Following prior confirmation of CDH23 expression in blood, samples from the patient’s mother and a control were utilized to analyze the splicing pattern of exons 22, 23, and 24 via RT-PCR. Their blood was collected in PAXgene Blood RNA tubes, and RNA was extracted using PAXgene Blood RNA Kit (PreAnalytiX, Hombrechtikon, Switzerland). Two rounds of PCR were performed using nested primers: the first PCR was performed using Complementary DNA (a total of two sets of DNA) as a template, with CDH23-1F (5-GAAATCACCACCACGTCTCT-3) and CDH23-1R (5-TGCTGCTGTTGATGAGGAAG-3) as primers for 30 cycles. The second PCR was performed using products from the first round of PCR as a template, with CDH23-2F (5-GTGGGCCACAACCAGAAAAC-3) and CDH23-2R (5-TTCAAGCACCTCGGCCACAA-3) as primers for 30 cycles.

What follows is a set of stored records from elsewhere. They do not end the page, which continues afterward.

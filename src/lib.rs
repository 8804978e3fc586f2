//! Typed, lazily decoded views over JSON object data.
//!
//! A model type declares its properties as statics and keeps a [`WrapModel`]
//! handle. Values are decoded on first read and cached; mutable models record
//! changes in the same cache, and exports merge them back into JSON.

pub mod config;
pub mod core;
pub mod domain;
pub mod utils;

pub use crate::config::WrapConfig;
pub use crate::core::converters::{
    Array, Bool, BoolOutput, ConvertibleEnum, Dict, Double, Enum, Float, Int, IntFromString,
    OptArray, OptBool, OptDict, OptInt, OptIntFromString, OptStr, Str,
};
pub use crate::core::date::{Date, DateFormat};
pub use crate::core::submodel::{Group, ModelArray, ModelMap, OptModelArray, OptModelMap, Submodel};
pub use crate::core::{AnyProperty, Model, Property, WrapModel};
pub use crate::domain::model::{JsonMap, ModelArchive, SerializeMode};
pub use crate::domain::ports::{Convert, DecodeContext, EncodeContext, ModelSerializing};
pub use crate::domain::tri_state::{install_truthy_tokens, truthy_tokens, TriStateBool, TruthyTokens};
pub use crate::utils::error::{Result, WrapError};
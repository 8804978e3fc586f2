use crate::domain::tri_state::{install_truthy_tokens, TruthyTokens, DEFAULT_TRUTHY_TOKENS};
use crate::utils::error::{Result, WrapError};
use crate::utils::logger;
use crate::utils::validation::{validate_one_of, validate_tokens, Validate};
use regex::Regex;
use serde::{Deserialize, Serialize};
use std::path::Path;
use std::sync::OnceLock;

const LOG_FORMATS: [&str; 2] = ["compact", "json"];
const DEFAULT_LOG_DIRECTIVE: &str = "wrap_model=info";

/// Process-level settings for model wrapping.
#[derive(Debug, Clone, Default, PartialEq, Serialize, Deserialize)]
pub struct WrapConfig {
    pub truthy: Option<TruthyConfig>,
    pub logging: Option<LoggingConfig>,
}

#[derive(Debug, Clone, PartialEq, Serialize, Deserialize)]
pub struct TruthyConfig {
    pub tokens: Vec<String>,
}

#[derive(Debug, Clone, Default, PartialEq, Serialize, Deserialize)]
pub struct LoggingConfig {
    /// An `EnvFilter` directive such as `wrap_model=debug`.
    pub level: Option<String>,
    /// `compact` or `json`.
    pub format: Option<String>,
}

impl WrapConfig {
    pub fn from_file<P: AsRef<Path>>(path: P) -> Result<Self> {
        let content = std::fs::read_to_string(&path).map_err(WrapError::IoError)?;
        Self::from_str(&content)
    }

    #[allow(clippy::should_implement_trait)]
    pub fn from_str(content: &str) -> Result<Self> {
        let processed = Self::substitute_env_vars(content)?;

        toml::from_str(&processed).map_err(|e| WrapError::ConfigValidationError {
            field: "wrap_toml_parsing".to_string(),
            message: format!("TOML parsing error: {}", e),
        })
    }

    /// Replaces `${VAR}` with the environment value. Unset variables are left
    /// as written.
    fn substitute_env_vars(content: &str) -> Result<String> {
        static ENV_VAR: OnceLock<std::result::Result<Regex, regex::Error>> = OnceLock::new();
        let re = ENV_VAR
            .get_or_init(|| Regex::new(r"\$\{([^}]+)\}"))
            .as_ref()
            .map_err(|e| WrapError::ConfigError {
                message: format!("Invalid substitution pattern: {}", e),
            })?;

        let result = re.replace_all(content, |caps: &regex::Captures| {
            let var_name = &caps[1];
            std::env::var(var_name).unwrap_or_else(|_| format!("${{{}}}", var_name))
        });

        Ok(result.into_owned())
    }

    /// The configured truthy set, or the default one.
    pub fn truthy_tokens(&self) -> TruthyTokens {
        match &self.truthy {
            Some(truthy) => TruthyTokens::new(truthy.tokens.iter().cloned()),
            None => TruthyTokens::new(DEFAULT_TRUTHY_TOKENS),
        }
    }

    pub fn log_directive(&self) -> &str {
        self.logging
            .as_ref()
            .and_then(|logging| logging.level.as_deref())
            .unwrap_or(DEFAULT_LOG_DIRECTIVE)
    }

    pub fn json_logging(&self) -> bool {
        self.logging
            .as_ref()
            .and_then(|logging| logging.format.as_deref())
            .map(|format| format == "json")
            .unwrap_or(false)
    }

    /// Validates, installs the truthy tokens, then sets up logging.
    ///
    /// Fails, with nothing applied, if the config is invalid or truthy tokens
    /// were already in use. A subscriber installed by the host is kept and the
    /// `[logging]` section is skipped.
    pub fn apply(&self) -> Result<()> {
        self.validate()?;
        install_truthy_tokens(self.truthy_tokens())?;
        if let Err(e) = logger::init_with_directive(self.log_directive(), self.json_logging()) {
            tracing::warn!("Keeping the existing tracing subscriber: {}", e);
        }
        tracing::info!(
            "Applied configuration: {} truthy tokens, log directive '{}'",
            self.truthy_tokens().len(),
            self.log_directive()
        );
        Ok(())
    }
}

impl Validate for WrapConfig {
    fn validate(&self) -> Result<()> {
        if let Some(truthy) = &self.truthy {
            validate_tokens("truthy.tokens", &truthy.tokens)?;
        }

        if let Some(logging) = &self.logging {
            if let Some(format) = &logging.format {
                validate_one_of("logging.format", format, &LOG_FORMATS)?;
            }
            if let Some(level) = &logging.level {
                if level.trim().is_empty() {
                    return Err(WrapError::InvalidConfigValueError {
                        field: "logging.level".to_string(),
                        value: level.clone(),
                        reason: "Log directive cannot be empty".to_string(),
                    });
                }
            }
        }

        Ok(())
    }
}

#[cfg(test)]
mod tests {
    use super::*;

    #[test]
    fn test_parse_full_config() {
        let config = WrapConfig::from_str(
            r#"
            [truthy]
            tokens = ["1", "on"]

            [logging]
            level = "wrap_model=debug"
            format = "json"
            "#,
        )
        .unwrap();

        assert!(config.validate().is_ok());
        assert!(config.truthy_tokens().is_truthy("on"));
        assert!(!config.truthy_tokens().is_truthy("yes"));
        assert_eq!(config.log_directive(), "wrap_model=debug");
        assert!(config.json_logging());
    }

    #[test]
    fn test_empty_config_uses_defaults() {
        let config = WrapConfig::from_str("").unwrap();
        assert_eq!(config, WrapConfig::default());
        assert!(config.truthy_tokens().is_truthy("yes"));
        assert_eq!(config.log_directive(), DEFAULT_LOG_DIRECTIVE);
        assert!(!config.json_logging());
    }

    #[test]
    fn test_env_substitution() {
        std::env::set_var("WRAP_MODEL_TEST_TOKEN", "si");
        let config = WrapConfig::from_str(
            r#"
            [truthy]
            tokens = ["${WRAP_MODEL_TEST_TOKEN}", "${WRAP_MODEL_UNSET_VAR}"]
            "#,
        )
        .unwrap();
        let tokens = config.truthy_tokens();
        assert!(tokens.contains("si"));
        assert!(tokens.contains("${WRAP_MODEL_UNSET_VAR}"));
    }

    #[test]
    fn test_validation_failures() {
        let config = WrapConfig::from_str("[truthy]\ntokens = []").unwrap();
        assert!(matches!(
            config.validate(),
            Err(WrapError::InvalidConfigValueError { ref field, .. }) if field == "truthy.tokens"
        ));

        let config = WrapConfig::from_str("[logging]\nformat = \"xml\"").unwrap();
        assert!(config.validate().is_err());

        let config = WrapConfig::from_str("[logging]\nlevel = \" \"").unwrap();
        assert!(config.validate().is_err());
    }

    #[test]
    fn test_malformed_toml() {
        let err = WrapConfig::from_str("[truthy\ntokens = 1").unwrap_err();
        assert!(matches!(err, WrapError::ConfigValidationError { .. }));
        assert!(err.is_config_error());
    }
}
use anyhow::Result;
use serde_json::json;
use std::thread;
use wrap_model::{
    AnyProperty, Bool, Float, Int, JsonMap, Model, Property, Str, Submodel, WrapModel,
};

static FIRST_NAME: Property<Str> = Property::new("first_name", Str::new());
static LAST_NAME: Property<Str> = Property::new("last_name", Str::new());
static EMAIL: Property<Str> = Property::new("email", Str::new());
static AGE: Property<Int> = Property::new("age", Int::new());
static SCORE: Property<Float> = Property::new("score", Float::new());
static IS_ACTIVE: Property<Bool> = Property::new("is_active", Bool::new());
static CITY: Property<Str> = Property::new("address.city", Str::new());
static STREET: Property<Str> = Property::new("address.street", Str::new());
static LATITUDE: Property<Float> = Property::new("address.coordinates.latitude", Float::new());
static LONGITUDE: Property<Float> = Property::new("address.coordinates.longitude", Float::new());
static TAGLINE: Property<Str> = Property::new("profile.tagline", Str::new());
static FOLLOWERS: Property<Int> = Property::new("profile.stats.followers", Int::new());

#[derive(Clone)]
struct StressModel(WrapModel);

impl Model for StressModel {
    fn properties() -> Vec<&'static dyn AnyProperty> {
        vec![
            &FOLLOWERS, &LATITUDE, &LONGITUDE, &TAGLINE, &CITY, &STREET, &FIRST_NAME, &LAST_NAME,
            &EMAIL, &AGE, &SCORE, &IS_ACTIVE,
        ]
    }

    fn from_wrap(wrap: WrapModel) -> Self {
        StressModel(wrap)
    }

    fn wrap(&self) -> &WrapModel {
        &self.0
    }
}

static BIO: Property<Str> = Property::new("bio", Str::new());

#[derive(Clone)]
struct Profile(WrapModel);

impl Model for Profile {
    fn properties() -> Vec<&'static dyn AnyProperty> {
        vec![&BIO]
    }

    fn from_wrap(wrap: WrapModel) -> Self {
        Profile(wrap)
    }

    fn wrap(&self) -> &WrapModel {
        &self.0
    }
}

static PROFILE: Property<Submodel<Profile>> = Property::new("profile", Submodel::new());

#[derive(Clone)]
struct Account(WrapModel);

impl Model for Account {
    fn properties() -> Vec<&'static dyn AnyProperty> {
        vec![&PROFILE]
    }

    fn from_wrap(wrap: WrapModel) -> Self {
        Account(wrap)
    }

    fn wrap(&self) -> &WrapModel {
        &self.0
    }
}

const ITERATIONS: usize = 200;
const THREADS: usize = 8;

fn sample_data() -> JsonMap {
    json!({
        "first_name": "John",
        "last_name": "Appleseed",
        "email": "john@apple.com",
        "age": 69,
        "score": 9001.0,
        "is_active": true,
        "address": {
            "city": "Cupertino",
            "street": "1 Apple Park Way",
            "coordinates": {"latitude": 37.3349, "longitude": -122.009}
        },
        "profile": {
            "tagline": "Think different",
            "stats": {"followers": 1000000000}
        }
    })
    .as_object()
    .cloned()
    .unwrap_or_default()
}

#[test]
fn test_concurrent_export_matches_serial_export() -> Result<()> {
    let expected = StressModel::with_data(sample_data(), false)
        .wrap()
        .current_model_data(false, true);

    for _ in 0..ITERATIONS {
        let model = StressModel::with_data(sample_data(), false);
        thread::scope(|s| {
            let handles: Vec<_> = (0..THREADS)
                .map(|_| s.spawn(|| model.wrap().current_model_data(false, true)))
                .collect();
            for handle in handles {
                let exported = handle.join().expect("export thread panicked");
                assert_eq!(exported, expected);
            }
        });
    }
    Ok(())
}

#[test]
fn test_concurrent_equality() {
    for _ in 0..ITERATIONS {
        let first = StressModel::with_data(sample_data(), false);
        let second = StressModel::with_data(sample_data(), false);
        thread::scope(|s| {
            for _ in 0..THREADS {
                s.spawn(|| assert!(first.is_equal_to_model(&second)));
            }
        });
    }
}

#[test]
fn test_concurrent_copy() {
    for _ in 0..ITERATIONS {
        let model = StressModel::with_data(sample_data(), true);
        thread::scope(|s| {
            for _ in 0..THREADS {
                s.spawn(|| {
                    let copy = model.copy();
                    assert!(!copy.is_mutable());
                });
            }
        });
    }
}

#[test]
fn test_concurrent_mixed_operations() -> Result<()> {
    for _ in 0..ITERATIONS {
        let model = StressModel::with_data(sample_data(), true);
        let other = StressModel::with_data(sample_data(), false);
        thread::scope(|s| {
            for t in 0..THREADS {
                let model = &model;
                let other = &other;
                s.spawn(move || match t % 4 {
                    0 => {
                        model.wrap().current_model_data(false, true);
                    }
                    1 => {
                        let _ = model.is_equal_to_model(other);
                    }
                    2 => {
                        model.copy();
                    }
                    _ => {
                        let _ = model.wrap().set(&AGE, t as i64);
                        let _ = model.wrap().current_model_data_as_json(false);
                    }
                });
            }
        });
        assert_eq!(model.wrap().get(&FIRST_NAME), "John");
        assert_eq!(model.wrap().get(&FOLLOWERS), 1_000_000_000);
    }
    Ok(())
}

#[test]
fn test_shared_handles_see_writes() -> Result<()> {
    let model = StressModel::with_data(sample_data(), true);
    let handle = model.clone();
    let written = thread::scope(|s| {
        s.spawn(|| handle.wrap().set(&CITY, "Palo Alto".to_string()))
            .join()
    });
    assert!(matches!(written, Ok(Ok(()))));
    assert_eq!(model.wrap().get(&CITY), "Palo Alto");
    assert_eq!(
        model.wrap().current_model_data(false, true)["address"]["city"],
        json!("Palo Alto")
    );
    Ok(())
}

#[test]
fn test_concurrent_first_reads_share_one_child() -> Result<()> {
    let data: JsonMap = serde_json::from_value(json!({"profile": {"bio": "Think different"}}))?;
    for _ in 0..ITERATIONS {
        let account = Account::with_data(data.clone(), true);
        let children: Vec<Option<Profile>> = thread::scope(|s| {
            let handles: Vec<_> = (0..THREADS)
                .map(|_| s.spawn(|| account.wrap().get(&PROFILE)))
                .collect();
            handles
                .into_iter()
                .map(|handle| handle.join().expect("read thread panicked"))
                .collect()
        });

        let first = children[0]
            .as_ref()
            .ok_or_else(|| anyhow::anyhow!("profile did not decode"))?;
        for child in &children {
            let child = child
                .as_ref()
                .ok_or_else(|| anyhow::anyhow!("profile did not decode"))?;
            assert!(child.wrap().same_instance(first.wrap()));
        }
        assert_eq!(first.wrap().get(&BIO), "Think different");
    }
    Ok(())
}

Protein structure prediction

The protein sequence with 3354 amino acid residues of CDH23 was downloaded from uniprot web (https://www.uniprot.org/). The wild-type, mutant-type1 (CDH23:c.6068C > A) and mutant-type2 (CDH23:c.2398-6G > A) 3D structure of the CDH23 protein were predicted using AlphaFold web server (https://golgi.sandbox.google.com/about) (Abramson et al. 2024). The best model was selected based on pLDDTs prediction scores. The higher the score, the more confident is the structure. Prediction models editing was performed was visualized using PyMOL program (https://pymol.org/).

Bioinformatics analysis

The protein–protein interaction (PPI) network associated with CDH23 was constructed using STRING (https://string-db.org/). The amino acid sequence of the CDH23 protein, comprising 3354 residues, was retrieved from the UniProt database (https://www.uniprot.org/). This sequence was used as the input query for STRING, where the parameters were set to ensure high-confidence interactions were captured. The confidence score threshold was adjusted to include only interactions supported by strong evidence such as experimental data, co-expression, and co-occurrence analyses.